> **THE TASK**: Go through the records below and restate each one word for word.

> **EXERCISE DATA**:
____

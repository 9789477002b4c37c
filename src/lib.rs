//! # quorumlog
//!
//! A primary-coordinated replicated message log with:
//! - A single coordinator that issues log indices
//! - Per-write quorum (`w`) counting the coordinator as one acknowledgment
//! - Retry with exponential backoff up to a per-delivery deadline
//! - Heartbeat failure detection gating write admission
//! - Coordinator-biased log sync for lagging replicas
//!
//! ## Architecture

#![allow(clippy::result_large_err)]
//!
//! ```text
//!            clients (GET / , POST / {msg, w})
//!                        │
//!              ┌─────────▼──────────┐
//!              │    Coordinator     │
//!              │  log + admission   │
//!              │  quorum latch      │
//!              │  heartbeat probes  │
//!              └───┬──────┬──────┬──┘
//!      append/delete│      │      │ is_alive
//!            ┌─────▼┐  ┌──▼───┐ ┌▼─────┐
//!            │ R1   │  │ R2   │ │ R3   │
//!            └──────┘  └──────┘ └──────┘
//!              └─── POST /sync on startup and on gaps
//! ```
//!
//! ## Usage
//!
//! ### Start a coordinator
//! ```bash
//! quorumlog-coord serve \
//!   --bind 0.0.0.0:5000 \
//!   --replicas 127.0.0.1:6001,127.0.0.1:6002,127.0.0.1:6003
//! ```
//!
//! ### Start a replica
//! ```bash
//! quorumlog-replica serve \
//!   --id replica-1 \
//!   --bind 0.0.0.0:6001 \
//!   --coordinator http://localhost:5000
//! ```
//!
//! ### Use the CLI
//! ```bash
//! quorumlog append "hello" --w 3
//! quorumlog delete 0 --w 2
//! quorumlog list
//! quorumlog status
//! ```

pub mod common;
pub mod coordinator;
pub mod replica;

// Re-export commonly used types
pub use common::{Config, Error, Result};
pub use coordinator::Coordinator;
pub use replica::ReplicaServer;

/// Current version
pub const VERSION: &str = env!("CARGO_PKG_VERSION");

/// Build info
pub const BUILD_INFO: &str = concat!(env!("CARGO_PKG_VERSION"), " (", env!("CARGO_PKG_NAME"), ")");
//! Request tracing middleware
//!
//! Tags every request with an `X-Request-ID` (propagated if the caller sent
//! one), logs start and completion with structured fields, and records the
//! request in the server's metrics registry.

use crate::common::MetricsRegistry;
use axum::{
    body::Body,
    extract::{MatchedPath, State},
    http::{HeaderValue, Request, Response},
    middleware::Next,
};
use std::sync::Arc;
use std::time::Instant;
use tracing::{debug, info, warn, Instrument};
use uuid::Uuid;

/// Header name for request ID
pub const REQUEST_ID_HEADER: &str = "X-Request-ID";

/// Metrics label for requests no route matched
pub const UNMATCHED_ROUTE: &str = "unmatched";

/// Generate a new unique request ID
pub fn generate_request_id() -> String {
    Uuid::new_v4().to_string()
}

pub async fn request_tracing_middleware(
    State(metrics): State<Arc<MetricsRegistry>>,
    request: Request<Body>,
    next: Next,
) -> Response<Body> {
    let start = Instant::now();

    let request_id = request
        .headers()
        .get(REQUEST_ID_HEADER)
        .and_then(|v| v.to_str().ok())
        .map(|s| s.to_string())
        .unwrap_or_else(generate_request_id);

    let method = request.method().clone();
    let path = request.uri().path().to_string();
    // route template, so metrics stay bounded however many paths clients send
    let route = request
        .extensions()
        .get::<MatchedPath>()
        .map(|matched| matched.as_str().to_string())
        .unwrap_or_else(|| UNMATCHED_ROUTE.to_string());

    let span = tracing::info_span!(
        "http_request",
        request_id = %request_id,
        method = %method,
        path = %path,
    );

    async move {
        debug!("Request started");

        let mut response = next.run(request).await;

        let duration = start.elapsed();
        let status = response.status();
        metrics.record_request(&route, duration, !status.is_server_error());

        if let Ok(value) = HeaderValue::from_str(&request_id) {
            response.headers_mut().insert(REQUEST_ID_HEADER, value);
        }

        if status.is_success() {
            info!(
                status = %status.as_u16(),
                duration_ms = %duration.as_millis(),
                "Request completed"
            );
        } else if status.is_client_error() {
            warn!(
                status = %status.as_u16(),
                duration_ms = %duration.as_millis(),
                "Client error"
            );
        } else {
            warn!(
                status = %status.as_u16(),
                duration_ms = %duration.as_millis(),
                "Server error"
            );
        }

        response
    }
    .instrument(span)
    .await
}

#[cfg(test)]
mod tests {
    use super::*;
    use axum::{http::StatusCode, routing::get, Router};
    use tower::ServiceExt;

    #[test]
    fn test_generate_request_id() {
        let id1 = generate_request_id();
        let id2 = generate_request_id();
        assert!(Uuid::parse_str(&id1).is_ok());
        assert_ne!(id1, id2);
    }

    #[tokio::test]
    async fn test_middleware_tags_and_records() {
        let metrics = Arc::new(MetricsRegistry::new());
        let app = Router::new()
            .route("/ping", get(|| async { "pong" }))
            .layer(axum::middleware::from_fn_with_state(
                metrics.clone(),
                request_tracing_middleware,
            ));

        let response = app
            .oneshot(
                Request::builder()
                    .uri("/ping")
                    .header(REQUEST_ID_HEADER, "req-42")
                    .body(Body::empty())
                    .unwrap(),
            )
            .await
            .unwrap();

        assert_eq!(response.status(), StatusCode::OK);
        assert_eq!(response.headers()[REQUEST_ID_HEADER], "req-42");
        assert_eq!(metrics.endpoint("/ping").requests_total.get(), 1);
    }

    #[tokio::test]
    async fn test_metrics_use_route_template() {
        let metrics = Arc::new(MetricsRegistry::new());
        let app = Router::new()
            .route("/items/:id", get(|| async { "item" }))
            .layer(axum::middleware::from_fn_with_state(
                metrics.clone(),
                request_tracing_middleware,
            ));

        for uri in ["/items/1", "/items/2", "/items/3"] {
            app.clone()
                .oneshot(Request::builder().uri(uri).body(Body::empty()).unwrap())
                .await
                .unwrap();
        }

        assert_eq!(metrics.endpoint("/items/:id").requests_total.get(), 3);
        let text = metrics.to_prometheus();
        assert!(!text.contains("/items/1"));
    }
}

____

> **OUTPUT OF THE EXERCISE**:
repository 9789477002b4c37c
filename src/lib.rs
//! # quorumlog
//!
//! A primary-coordinated replicated message log with:
//! - A single coordinator that issues log indices
//! - Per-write quorum (`w`) counting the coordinator as one acknowledgment
//! - Retry with exponential backoff up to a per-delivery deadline
//! - Heartbeat failure detection gating write admission
//! - Coordinator-biased log sync for lagging replicas
//!
//! ## Architecture

#![allow(clippy::result_large_err)]
//!
//! ```text
//!            clients (GET / , POST / {msg, w})
//!                        │
//!              ┌─────────▼──────────┐
//!              │    Coordinator     │
//!              │  log + admission   │
//!              │  quorum latch      │
//!              │  heartbeat probes  │
//!              └───┬──────┬──────┬──┘
//!      append/delete│      │      │ is_alive
//!            ┌─────▼┐  ┌──▼───┐ ┌▼─────┐
//!            │ R1   │  │ R2   │ │ R3   │
//!            └──────┘  └──────┘ └──────┘
//!              └─── POST /sync on startup and on gaps
//! ```
//!
//! ## Usage
//!
//! ### Start a coordinator
//! ```bash
//! quorumlog-coord serve \
//!   --bind 0.0.0.0:5000 \
//!   --replicas 127.0.0.1:6001,127.0.0.1:6002,127.0.0.1:6003
//! ```
//!
//! ### Start a replica
//! ```bash
//! quorumlog-replica serve \
//!   --id replica-1 \
//!   --bind 0.0.0.0:6001 \
//!   --coordinator http://localhost:5000
//! ```
//!
//! ### Use the CLI
//! ```bash
//! quorumlog append "hello" --w 3
//! quorumlog delete 0 --w 2
//! quorumlog list
//! quorumlog status
//! ```

pub mod common;
pub mod coordinator;
pub mod replica;

// Re-export commonly used types
pub use common::{Config, Error, Result};
pub use coordinator::Coordinator;
pub use replica::ReplicaServer;

/// Current version
pub const VERSION: &str = env!("CARGO_PKG_VERSION");

/// Build info
pub const BUILD_INFO: &str = concat!(env!("CARGO_PKG_VERSION"), " (", env!("CARGO_PKG_NAME"), ")");
//! Request tracing middleware
//!
//! Tags every request with an `X-Request-ID` (propagated if the caller sent
//! one), logs start and completion with structured fields, and records the
//! request in the server's metrics registry.

use crate::common::MetricsRegistry;
use axum::{
    body::Body,
    extract::{MatchedPath, State},
    http::{HeaderValue, Request, Response},
    middleware::Next,
};
use std::sync::Arc;
use std::time::Instant;
use tracing::{debug, info, warn, Instrument};
use uuid::Uuid;

/// Header name for request ID
pub const REQUEST_ID_HEADER: &str = "X-Request-ID";

/// Metrics label for requests no route matched
pub const UNMATCHED_ROUTE: &str = "unmatched";

/// Generate a new unique request ID
pub fn generate_request_id() -> String {
    Uuid::new_v4().to_string()
}

pub async fn request_tracing_middleware(
    State(metrics): State<Arc<MetricsRegistry>>,
    request: Request<Body>,
    next: Next,
) -> Response<Body> {
    let start = Instant::now();

    let request_id = request
        .headers()
        .get(REQUEST_ID_HEADER)
        .and_then(|v| v.to_str().ok())
        .map(|s| s.to_string())
        .unwrap_or_else(generate_request_id);

    let method = request.method().clone();
    let path = request.uri().path().to_string();
    // route template, so metrics stay bounded however many paths clients send
    let route = request
        .extensions()
        .get::<MatchedPath>()
        .map(|matched| matched.as_str().to_string())
        .unwrap_or_else(|| UNMATCHED_ROUTE.to_string());

    let span = tracing::info_span!(
        "http_request",
        request_id = %request_id,
        method = %method,
        path = %path,
    );

    async move {
        debug!("Request started");

        let mut response = next.run(request).await;

        let duration = start.elapsed();
        let status = response.status();
        metrics.record_request(&route, duration, !status.is_server_error());

        if let Ok(value) = HeaderValue::from_str(&request_id) {
            response.headers_mut().insert(REQUEST_ID_HEADER, value);
        }

        if status.is_success() {
            info!(
                status = %status.as_u16(),
                duration_ms = %duration.as_millis(),
                "Request completed"
            );
        } else if status.is_client_error() {
            warn!(
                status = %status.as_u16(),
                duration_ms = %duration.as_millis(),
                "Client error"
            );
        } else {
            warn!(
                status = %status.as_u16(),
                duration_ms = %duration.as_millis(),
                "Server error"
            );
        }

        response
    }
    .instrument(span)
    .await
}

#[cfg(test)]
mod tests {
    use super::*;
    use axum::{http::StatusCode, routing::get, Router};
    use tower::ServiceExt;

    #[test]
    fn test_generate_request_id() {
        let id1 = generate_request_id();
        let id2 = generate_request_id();
        assert!(Uuid::parse_str(&id1).is_ok());
        assert_ne!(id1, id2);
    }

    #[tokio::test]
    async fn test_middleware_tags_and_records() {
        let metrics = Arc::new(MetricsRegistry::new());
        let app = Router::new()
            .route("/ping", get(|| async { "pong" }))
            .layer(axum::middleware::from_fn_with_state(
                metrics.clone(),
                request_tracing_middleware,
            ));

        let response = app
            .oneshot(
                Request::builder()
                    .uri("/ping")
                    .header(REQUEST_ID_HEADER, "req-42")
                    .body(Body::empty())
                    .unwrap(),
            )
            .await
            .unwrap();

        assert_eq!(response.status(), StatusCode::OK);
        assert_eq!(response.headers()[REQUEST_ID_HEADER], "req-42");
        assert_eq!(metrics.endpoint("/ping").requests_total.get(), 1);
    }

    #[tokio::test]
    async fn test_metrics_use_route_template() {
        let metrics = Arc::new(MetricsRegistry::new());
        let app = Router::new()
            .route("/items/:id", get(|| async { "item" }))
            .layer(axum::middleware::from_fn_with_state(
                metrics.clone(),
                request_tracing_middleware,
            ));

        for uri in ["/items/1", "/items/2", "/items/3"] {
            app.clone()
                .oneshot(Request::builder().uri(uri).body(Body::empty()).unwrap())
                .await
                .unwrap();
        }

        assert_eq!(metrics.endpoint("/items/:id").requests_total.get(), 3);
        let text = metrics.to_prometheus();
        assert!(!text.contains("/items/1"));
    }
}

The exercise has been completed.